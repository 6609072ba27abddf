//! In-memory corpus snapshot
//!
//! A `CorpusSnapshot` holds every record in memory, already in canonical
//! order. It is used two ways:
//!
//! - preloading: read the database once at startup with
//!   [`CorpusSnapshot::load_from`] and serve every search from memory
//! - packaged corpora: decode a JSON artifact shipped next to the binary with
//!   [`CorpusSnapshot::load_json_file`]
//!
//! Snapshots are immutable and cheap to clone.

use crate::error::{LibraryError, Result};
use crate::models::{ensure_canonical_order, LyricRecord};
use crate::repositories::CorpusStore;
use std::collections::HashSet;
use std::path::Path;
use std::sync::Arc;
use tracing::{debug, info};

#[derive(Debug, Clone)]
pub struct CorpusSnapshot {
    records: Arc<Vec<LyricRecord>>,
}

impl CorpusSnapshot {
    /// Build a snapshot from records in any order
    ///
    /// Records are sorted canonically. Invalid records, duplicate ordering
    /// keys and duplicate lyric ids are rejected with `CorpusCorrupt`.
    pub fn from_records(mut records: Vec<LyricRecord>) -> Result<Self> {
        for record in &records {
            record.validate().map_err(LibraryError::CorpusCorrupt)?;
        }

        records.sort_by_key(LyricRecord::canonical_key);
        ensure_canonical_order(&records)?;

        let mut seen = HashSet::with_capacity(records.len());
        for record in &records {
            if !seen.insert(record.lyric_id) {
                return Err(LibraryError::CorpusCorrupt(format!(
                    "Duplicate lyric id {}",
                    record.lyric_id
                )));
            }
        }

        debug!(records = records.len(), "Corpus snapshot built");
        Ok(Self {
            records: Arc::new(records),
        })
    }

    /// Materialize another store into memory
    pub async fn load_from(store: &dyn CorpusStore) -> Result<Self> {
        let records = store.all_records().await?;
        Self::from_records(records)
    }

    /// Decode a JSON array of records
    pub fn from_json_slice(bytes: &[u8]) -> Result<Self> {
        let records: Vec<LyricRecord> = serde_json::from_slice(bytes)?;
        Self::from_records(records)
    }

    /// Read and decode a JSON corpus artifact
    ///
    /// # Errors
    /// - `StorageUnavailable` if the file cannot be read
    /// - `CorpusCorrupt` if it does not decode or violates corpus invariants
    pub async fn load_json_file(path: impl AsRef<Path>) -> Result<Self> {
        let path = path.as_ref();
        let bytes = tokio::fs::read(path).await.map_err(|e| {
            LibraryError::StorageUnavailable(format!(
                "Cannot read corpus snapshot {}: {}",
                path.display(),
                e
            ))
        })?;

        let snapshot = Self::from_json_slice(&bytes)?;
        info!(
            path = %path.display(),
            records = snapshot.len(),
            "Loaded corpus snapshot"
        );
        Ok(snapshot)
    }

    /// Borrow the records in canonical order
    pub fn records(&self) -> &[LyricRecord] {
        &self.records
    }

    pub fn len(&self) -> usize {
        self.records.len()
    }

    pub fn is_empty(&self) -> bool {
        self.records.is_empty()
    }
}

#[async_trait::async_trait]
impl CorpusStore for CorpusSnapshot {
    async fn all_records(&self) -> Result<Vec<LyricRecord>> {
        Ok(self.records.as_ref().clone())
    }

    async fn count(&self) -> Result<i64> {
        Ok(self.records.len() as i64)
    }
}
use thiserror::Error;

#[derive(Error, Debug)]
pub enum BridgeError {
    #[error("Storage unavailable: {0}")]
    Unavailable(String),

    #[error("Database error: {0}")]
    DatabaseError(String),

    #[error("IO error: {0}")]
    Io(#[from] std::io::Error),
}

impl BridgeError {
    /// Whether the failure means the storage could not be reached at all.
    pub fn is_unavailable(&self) -> bool {
        matches!(self, BridgeError::Unavailable(_) | BridgeError::Io(_))
    }
}

pub type Result<T> = std::result::Result<T, BridgeError>;
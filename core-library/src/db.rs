//! # Corpus Database Module
//!
//! Opens the SQLite corpus with a connection pool tuned for read-only access.
//!
//! ## Features
//!
//! - **Read-only**: the shipped corpus is opened without write access and is
//!   never created on demand; a missing file is a `StorageUnavailable` error
//! - **Schema verification**: the tables and views the core reads must exist,
//!   otherwise opening fails with `CorpusCorrupt`
//! - **Health check**: the pool is validated before it is handed out
//!
//! ## Usage
//!
//! ```rust,ignore
//! use bridge_traits::database::DatabaseConfig;
//! use core_library::db::create_pool;
//!
//! let pool = create_pool(&DatabaseConfig::new("db/lyrics.db")).await?;
//! ```
//!
//! ## Testing
//!
//! Tests use a writable in-memory database with the schema migrated in:
//!
//! ```rust,ignore
//! let pool = create_test_pool().await?;
//! ```

use crate::{LibraryError, Result};
use bridge_traits::database::DatabaseConfig;
use sqlx::sqlite::{SqliteConnectOptions, SqlitePoolOptions};
use sqlx::{Pool, Sqlite};
use std::str::FromStr;
use std::time::Duration;
use tracing::{debug, info, warn};

/// Tables and views the core reads from.
const REQUIRED_OBJECTS: &[(&str, &str)] = &[
    ("table", "albums"),
    ("table", "songs"),
    ("table", "lyrics"),
    ("view", "lyrics_with_song_info"),
    ("view", "song_details"),
];

/// Create a configured SQLite connection pool over the corpus
///
/// This function:
/// 1. Configures connection options (read-only unless the config says otherwise)
/// 2. Creates the pool
/// 3. Performs a health check
/// 4. Verifies the corpus schema (read-only databases only; writable ones are
///    expected to be migrated by the caller)
///
/// # Errors
///
/// - `StorageUnavailable` if the file is missing or cannot be opened
/// - `CorpusCorrupt` if the file is not a database or lacks the corpus schema
pub async fn create_pool(config: &DatabaseConfig) -> Result<Pool<Sqlite>> {
    info!(
        database_url = %config.database_url,
        read_only = config.read_only,
        max_connections = config.max_connections,
        "Opening corpus database"
    );

    let mut connect_options = SqliteConnectOptions::from_str(&config.database_url)
        .map_err(|e| LibraryError::StorageUnavailable(format!("Invalid database URL: {}", e)))?;

    connect_options = connect_options
        .read_only(config.read_only)
        .create_if_missing(!config.read_only)
        .foreign_keys(true)
        .statement_cache_capacity(config.cache_capacity);

    debug!("SQLite connection options configured");

    // In-memory databases vanish with their last connection, so never let the
    // pool recycle it.
    let pool = SqlitePoolOptions::new()
        .min_connections(config.min_connections)
        .max_connections(config.max_connections)
        .acquire_timeout(Duration::from_secs(config.acquire_timeout_secs))
        .idle_timeout(None)
        .max_lifetime(None)
        .connect_with(connect_options)
        .await
        .map_err(|e| {
            warn!(error = %e, "Failed to open corpus database");
            LibraryError::from(e)
        })?;

    health_check(&pool).await?;

    if config.read_only {
        verify_schema(&pool).await?;
    }

    info!(connections = pool.size(), "Corpus database opened");
    Ok(pool)
}

/// Create an in-memory pool with the corpus schema applied
///
/// ```rust,ignore
/// #[tokio::test]
/// async fn test_something() {
///     let pool = create_test_pool().await.unwrap();
/// }
/// ```
pub async fn create_test_pool() -> Result<Pool<Sqlite>> {
    let pool = create_pool(&DatabaseConfig::in_memory()).await?;
    run_migrations(&pool).await?;
    verify_schema(&pool).await?;
    Ok(pool)
}

/// Apply the bundled schema migrations
///
/// Only meaningful for writable databases: corpus builds and tests.
pub async fn run_migrations(pool: &Pool<Sqlite>) -> Result<()> {
    info!("Running corpus schema migrations");

    sqlx::migrate!("./migrations").run(pool).await.map_err(|e| {
        warn!(error = %e, "Migration failed");
        LibraryError::Migration(e.to_string())
    })?;

    info!("Corpus schema migrations completed");
    Ok(())
}

/// Execute a trivial query to prove the pool can serve connections
async fn health_check(pool: &Pool<Sqlite>) -> Result<()> {
    debug!("Performing database health check");

    sqlx::query("SELECT 1").fetch_one(pool).await.map_err(|e| {
        warn!(error = %e, "Database health check failed");
        LibraryError::from(e)
    })?;

    debug!("Database health check passed");
    Ok(())
}

/// Ensure every table and view the core reads exists
pub async fn verify_schema(pool: &Pool<Sqlite>) -> Result<()> {
    for (kind, name) in REQUIRED_OBJECTS {
        let (count,): (i64,) =
            sqlx::query_as("SELECT COUNT(*) FROM sqlite_master WHERE type = ? AND name = ?")
                .bind(kind)
                .bind(name)
                .fetch_one(pool)
                .await?;

        if count == 0 {
            warn!(kind, name, "Corpus schema object missing");
            return Err(LibraryError::CorpusCorrupt(format!(
                "Corpus is missing {} `{}`",
                kind, name
            )));
        }
    }

    debug!("Corpus schema verified");
    Ok(())
}
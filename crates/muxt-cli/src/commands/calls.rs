//! Implementation of the `muxt template-calls` command.

use tracing::instrument;

use crate::cli::{GlobalArgs, NamedReportArgs};
use crate::error::{CliError, CliResult};
use crate::output::OutputManager;

#[instrument(skip_all)]
pub fn execute(
    args: NamedReportArgs,
    global: &GlobalArgs,
    output: &OutputManager,
) -> CliResult<()> {
    let package = super::load_package(global)?;
    for var in args.pipeline.variables() {
        let analysis = super::run_analysis(&package, &args.pipeline, &var)?;
        if let Some(name) = &args.name {
            if analysis.environment.set.find_tree(name).is_none() {
                return Err(CliError::TemplateNotFound { name: name.clone() });
            }
        }
        for line in analysis.template_calls(args.name.as_deref()).lines() {
            output.report(line)?;
        }
    }
    Ok(())
}
//! Implementation of the `muxt routes` command.

use tracing::instrument;

use crate::cli::{GlobalArgs, PipelineArgs};
use crate::error::CliResult;
use crate::output::OutputManager;

#[instrument(skip_all)]
pub fn execute(args: PipelineArgs, global: &GlobalArgs, output: &OutputManager) -> CliResult<()> {
    let package = super::load_package(global)?;
    for var in args.variables() {
        let analysis = super::run_analysis(&package, &args, &var)?;
        super::require_clean(&analysis)?;
        if args.variables().len() > 1 {
            output.header(&format!("# {var}"))?;
        }
        for line in analysis.routes_report().lines() {
            output.report(line)?;
        }
    }
    Ok(())
}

-------------------------

Using only the data above, copy out the lines that include the word "PipelineArgs".

> **Answer below**:
use crate::cli::{GlobalArgs, PipelineArgs};
pub fn execute(args: PipelineArgs, global: &GlobalArgs, output: &OutputManager) -> CliResult<()> {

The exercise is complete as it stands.